Procédure contentieuse antérieure :

Mme C... B... a demandé au tribunal administratif de Besançon d'annuler la décision du 6 octobre 2020 par laquelle le préfet du Doubs a rejeté son recours gracieux dirigé contre la décision par laquelle il a refusé de lui délivrer un titre de séjour portant la mention " vie privée et familiale ".

Par un jugement n° 2100396 du 5 mai 2022, le tribunal administratif de Besançon a rejeté sa demande.

Procédure devant la cour :

Par une requête enregistrée le 23 mars 2023, Mme B..., représentée par Me Prudhon, demande à la cour :

1°) d'annuler le jugement n° 2100396 du 5 mai 2022 du tribunal administratif de Besançon ;

2°) d'annuler la décision du 6 octobre 2020 par laquelle le préfet du Doubs a rejeté son recours gracieux dirigé contre la décision par laquelle il a refusé de lui délivrer un titre de séjour portant la mention " vie privée et familiale " ;

3°) d'enjoindre au préfet du Doubs de lui délivrer une carte de séjour temporaire dans un délai de quinze jours à compter de la notification du présent arrêt sous astreinte de 75 euros par jour de retard et, à défaut, dans ce même délai et sous la même astreinte, de procéder au réexamen de sa situation et de lui délivrer, le temps de ce réexamen, un récépissé de demande de titre de séjour ;

4°) de mettre à la charge de l'Etat une somme de 1 200 euros à verser à son conseil en application des dispositions combinées du deuxième alinéa de l'article 37 de la loi n° 91-647 du 10 juillet 1991 et de l'article L. 761-1 du code de justice administrative.

Elle soutient que :

- le tribunal n'a pas pris en compte l'ensemble des éléments composant sa situation personnelle ;

- la décision du 6 octobre 2020 rejetant son recours gracieux méconnaît les dispositions de l'article L. 313-14 et du 7° de l'article L. 313-11 du code de l'entrée et du séjour des étrangers et du droit d'asile, alors applicables ;

- elle méconnaît également les stipulations de l'article 8 de la convention européenne de sauvegarde des droits de l'homme et des libertés fondamentales et celles de l'article 3-1 de la convention internationale des droits de l'enfant ;

- elle est entachée d'une erreur manifeste d'appréciation de ses conséquences sur sa situation personnelle et familiale.

Par une mémoire en défense enregistré le 3 mai 2023, le préfet du Doubs conclut au rejet de la requête.

Il soutient que les moyens soulevés par Mme B... ne sont pas fondés.

Mme B... a été admise au bénéfice de l'aide juridictionnelle totale par une décision du 27 janvier 2023.
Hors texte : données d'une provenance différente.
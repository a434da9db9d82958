// Copyright (c) The xctest Contributors
// SPDX-License-Identifier: MIT OR Apache-2.0

use crate::{
    reporter::{FailureLocation, RunStatus, TestFailure},
    tree::{SourceLocation, TestId},
};
use camino::Utf8PathBuf;
use indexmap::{IndexMap, IndexSet};
use std::collections::HashMap;

/// A test method taking part in a run.
#[derive(Clone, Debug, Eq, PartialEq)]
pub struct LeafInfo {
    /// The method node id.
    pub id: TestId,

    /// The id of the class the method belongs to.
    pub class_id: TestId,

    /// The class name, as it appears in build tool output.
    pub class_name: String,

    /// The method name.
    pub method_name: String,

    /// Where the method is declared.
    pub location: Option<SourceLocation>,
}

/// An error reported inline by the build tool, before the corresponding test finished.
#[derive(Clone, Debug, Eq, PartialEq)]
pub struct InlineError {
    /// The file containing the failing assertion.
    pub file: Utf8PathBuf,

    /// The one-based line, as printed by the build tool.
    pub line: usize,

    /// The assertion message.
    pub message: String,
}

impl InlineError {
    pub(crate) fn into_failure(self) -> TestFailure {
        TestFailure {
            message: self.message,
            location: Some(FailureLocation {
                path: self.file,
                line: self.line.saturating_sub(1),
            }),
        }
    }
}

/// The result of matching a class and method name from build tool output against the leaves of a
/// run.
#[derive(Clone, Debug, Eq, PartialEq)]
pub enum Correlation {
    /// Exactly one leaf matched.
    Unique(TestId),

    /// More than one leaf matched, so the line can't be attributed.
    Ambiguous(usize),

    /// No leaf matched.
    NotFound,
}

/// The state of a single execution.
///
/// The set of leaves is fixed at creation. Leaves move into `processed` once they pass or fail, and
/// failed leaves are also recorded in `failed`; methods that aren't part of the run are never
/// recorded, so `failed ⊆ processed ⊆ leaves` always holds.
#[derive(Clone, Debug, Default)]
pub struct RunContext {
    method_nodes: IndexMap<TestId, LeafInfo>,
    processed: IndexSet<TestId>,
    failed: IndexSet<TestId>,
    inline_errors: HashMap<TestId, InlineError>,
    saw_test_output: bool,
}

impl RunContext {
    /// Creates a new context for the given leaves. Duplicates are ignored.
    pub fn new(leaves: impl IntoIterator<Item = LeafInfo>) -> Self {
        let method_nodes = leaves
            .into_iter()
            .map(|leaf| (leaf.id.clone(), leaf))
            .collect();
        Self {
            method_nodes,
            ..Default::default()
        }
    }

    /// Returns the leaves in this run, in the order they were added.
    pub fn method_nodes(&self) -> &IndexMap<TestId, LeafInfo> {
        &self.method_nodes
    }

    /// Returns the number of leaves in this run.
    pub fn test_count(&self) -> usize {
        self.method_nodes.len()
    }

    /// Returns the leaves that reached a terminal state.
    pub fn processed(&self) -> &IndexSet<TestId> {
        &self.processed
    }

    /// Returns the leaves that failed.
    pub fn failed(&self) -> &IndexSet<TestId> {
        &self.failed
    }

    /// Returns the status of a leaf: failed, passed, or skipped if it hasn't finished yet.
    pub fn status_of(&self, id: &TestId) -> RunStatus {
        if self.failed.contains(id) {
            RunStatus::Failed
        } else if self.processed.contains(id) {
            RunStatus::Passed
        } else {
            RunStatus::Skipped
        }
    }

    /// Iterates over the leaves that haven't finished, in order.
    pub fn unprocessed(&self) -> impl Iterator<Item = &LeafInfo> + '_ {
        self.method_nodes
            .values()
            .filter(|leaf| !self.processed.contains(&leaf.id))
    }

    /// Returns true if any line of test output was recognized during this run.
    pub fn saw_test_output(&self) -> bool {
        self.saw_test_output
    }

    /// The overall status: failed if anything failed, passed if every leaf finished, otherwise
    /// skipped.
    pub fn overall_status(&self) -> RunStatus {
        if !self.failed.is_empty() {
            RunStatus::Failed
        } else if self.processed.len() == self.method_nodes.len() {
            RunStatus::Passed
        } else {
            RunStatus::Skipped
        }
    }

    /// Matches a class and method name against the leaves of this run.
    ///
    /// Leaves whose class and method both match are preferred. If there are none, a leaf whose
    /// method name alone matches is accepted as long as it's the only one.
    pub fn correlate(&self, class_name: Option<&str>, method_name: &str) -> Correlation {
        if let Some(class_name) = class_name {
            let qualified = self.matching(|leaf| {
                leaf.class_name == class_name && leaf.method_name == method_name
            });
            if qualified != Correlation::NotFound {
                return qualified;
            }
        }
        self.matching(|leaf| leaf.method_name == method_name)
    }

    // ---
    // State transitions, driven by the output parser and the aggregator
    // ---

    pub(crate) fn mark_output_seen(&mut self) {
        self.saw_test_output = true;
    }

    pub(crate) fn mark_passed(&mut self, id: &TestId) -> bool {
        if !self.method_nodes.contains_key(id) {
            return false;
        }
        self.processed.insert(id.clone());
        // A re-run that passes supersedes an earlier failure.
        self.failed.shift_remove(id);
        true
    }

    pub(crate) fn mark_failed(&mut self, id: &TestId) -> bool {
        if !self.method_nodes.contains_key(id) {
            return false;
        }
        self.processed.insert(id.clone());
        self.failed.insert(id.clone());
        true
    }

    /// Records an inline error. Only the first error for each test is kept.
    pub(crate) fn record_inline_error(&mut self, id: TestId, error: InlineError) {
        if self.method_nodes.contains_key(&id) {
            self.inline_errors.entry(id).or_insert(error);
        }
    }

    pub(crate) fn take_inline_error(&mut self, id: &TestId) -> Option<InlineError> {
        self.inline_errors.remove(id)
    }

    fn matching(&self, mut pred: impl FnMut(&LeafInfo) -> bool) -> Correlation {
        let mut matches = self.method_nodes.values().filter(|leaf| pred(leaf));
        match (matches.next(), matches.next()) {
            (Some(leaf), None) => Correlation::Unique(leaf.id.clone()),
            (Some(_), Some(_)) => Correlation::Ambiguous(2 + matches.count()),
            (None, _) => Correlation::NotFound,
        }
    }
}
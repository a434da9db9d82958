// Copyright (c) The xctest Contributors
// SPDX-License-Identifier: MIT OR Apache-2.0

use clap::Parser;
use color_eyre::Result;
use xctest_cli::{OutputWriter, XcTestApp};

fn main() -> Result<()> {
    color_eyre::install()?;
    let _ = enable_ansi_support::enable_ansi_support();

    let opts = XcTestApp::parse();
    let output = opts.init_output();

    match opts.exec(output, &mut OutputWriter::default()) {
        Ok(code) => std::process::exit(code),
        Err(error) => {
            error.display_to_stderr(&output.stderr_styles());
            std::process::exit(error.process_exit_code())
        }
    }
}
// Copyright (c) The xctest Contributors
// SPDX-License-Identifier: MIT OR Apache-2.0

use camino::{Utf8Path, Utf8PathBuf};
use serde::{Deserialize, Serialize};

/// The subset of a Swift package description that xctest cares about.
///
/// Obtained by running `swift package describe --type json` in a directory containing a
/// `Package.swift` manifest. Unknown fields are ignored.
#[derive(Clone, Debug, Default, Eq, PartialEq, Deserialize, Serialize)]
pub struct PackageDescription {
    /// The name of the package.
    #[serde(default)]
    pub name: Option<String>,

    /// The targets declared by the package.
    #[serde(default)]
    pub targets: Vec<PackageTarget>,
}

impl PackageDescription {
    /// Parses the JSON output of `swift package describe --type json`.
    pub fn parse_json(json: impl AsRef<str>) -> Result<Self, serde_json::Error> {
        serde_json::from_str(json.as_ref())
    }

    /// Iterates over the test targets declared by this package.
    pub fn test_targets(&self) -> impl Iterator<Item = &PackageTarget> + '_ {
        self.targets
            .iter()
            .filter(|target| target.kind == PackageTargetKind::Test)
    }
}

/// A single target within a [`PackageDescription`].
#[derive(Clone, Debug, Eq, PartialEq, Deserialize, Serialize)]
pub struct PackageTarget {
    /// The target name, as passed to the build tool.
    pub name: String,

    /// The kind of target.
    #[serde(rename = "type")]
    pub kind: PackageTargetKind,

    /// The target's source directory, relative to the package root. If not declared, the
    /// conventional location is used: see [`Self::source_dir`].
    #[serde(default)]
    pub path: Option<Utf8PathBuf>,
}

impl PackageTarget {
    /// Returns the directory containing this target's sources, relative to the package root.
    ///
    /// Test targets default to `Tests/<name>`, all other targets to `Sources/<name>`.
    pub fn source_dir(&self) -> Utf8PathBuf {
        match &self.path {
            Some(path) => path.clone(),
            None => {
                let parent = match self.kind {
                    PackageTargetKind::Test => "Tests",
                    _ => "Sources",
                };
                Utf8Path::new(parent).join(&self.name)
            }
        }
    }
}

/// The kind of a [`PackageTarget`].
#[derive(Clone, Copy, Debug, Eq, PartialEq, Deserialize, Serialize)]
#[serde(rename_all = "lowercase")]
pub enum PackageTargetKind {
    /// A test target.
    Test,

    /// A library (regular) target.
    Library,

    /// An executable target.
    Executable,

    /// Any other target kind (macros, plugins, snippets, ...).
    #[serde(other)]
    Other,
}
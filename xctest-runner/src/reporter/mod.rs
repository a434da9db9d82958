// Copyright (c) The xctest Contributors
// SPDX-License-Identifier: MIT OR Apache-2.0

//! Reporting run events.
//!
//! A [`TestRunner`](crate::runner::TestRunner) describes everything that happens during a run as
//! a stream of [`RunEvent`]s. [`TestReporter`] renders them for a terminal.

mod displayer;
mod events;

pub use displayer::*;
pub use events::*;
Vu les autres pièces du dossier.

Vu :

- la convention européenne de sauvegarde des droits de l'homme et des libertés fondamentales ;

- la convention internationale des droits de l'enfant ;

- le code de l'entrée et du séjour des étrangers et du droit d'asile ;

- la loi n° 91-647 du 10 juillet 1991 ;

- le code de justice administrative.

Les parties ont été régulièrement averties du jour de l'audience.

La présidente de la formation de jugement a dispensé le rapporteur public, sur sa proposition, de prononcer des conclusions à l'audience.

Le rapport de Mme Roussaux, première conseillère, a été entendu au cours de l'audience publique.

Considérant ce qui suit :

1. Mme B..., ressortissante libyenne née en 1983, est entrée en France le 29 janvier 2011, sous couvert d'un visa de long séjour " visiteur ", pour rejoindre son époux, M. A..., ressortissant libyen né en 1977, qui séjournait régulièrement en France en qualité d'étudiant. L'intéressée a ensuite bénéficié d'une carte de séjour temporaire portant la mention " visiteur " valable un an qui a été renouvelée pendant la période au cours de laquelle son époux poursuivait ses études. Après avoir obtenu un doctorat, le 10 avril 2019, M. A... a ensuite bénéficié d'un titre de séjour en qualité d'étranger malade, valable du 25 juin 2020 au 24 juin 2021. Le 20 août 2019, Mme B... a sollicité la délivrance d'un titre de séjour portant la mention " vie privée et familiale ". Toutefois, par un courrier du 25 juin 2020, le préfet du Doubs a simplement accepté de renouveler son titre de séjour en qualité de " visiteur " pour une durée d'un an. Le préfet a donc ainsi nécessairement, le même jour, pris une décision non formalisée, révélée par ce courrier du 25 juin 2020, rejetant la demande de titre de séjour présentée par Mme B.... Le recours gracieux exercé par l'intéressée contre cette décision non formalisée a été rejeté par une décision du 6 octobre 2020. Mme B... relève appel du jugement du 5 mai 2022 du tribunal administratif de Besançon qui, après avoir considéré que la demande d'annulation était dirigée également contre la décision révélée du 25 juin 2020, a rejeté les conclusions de la requérante.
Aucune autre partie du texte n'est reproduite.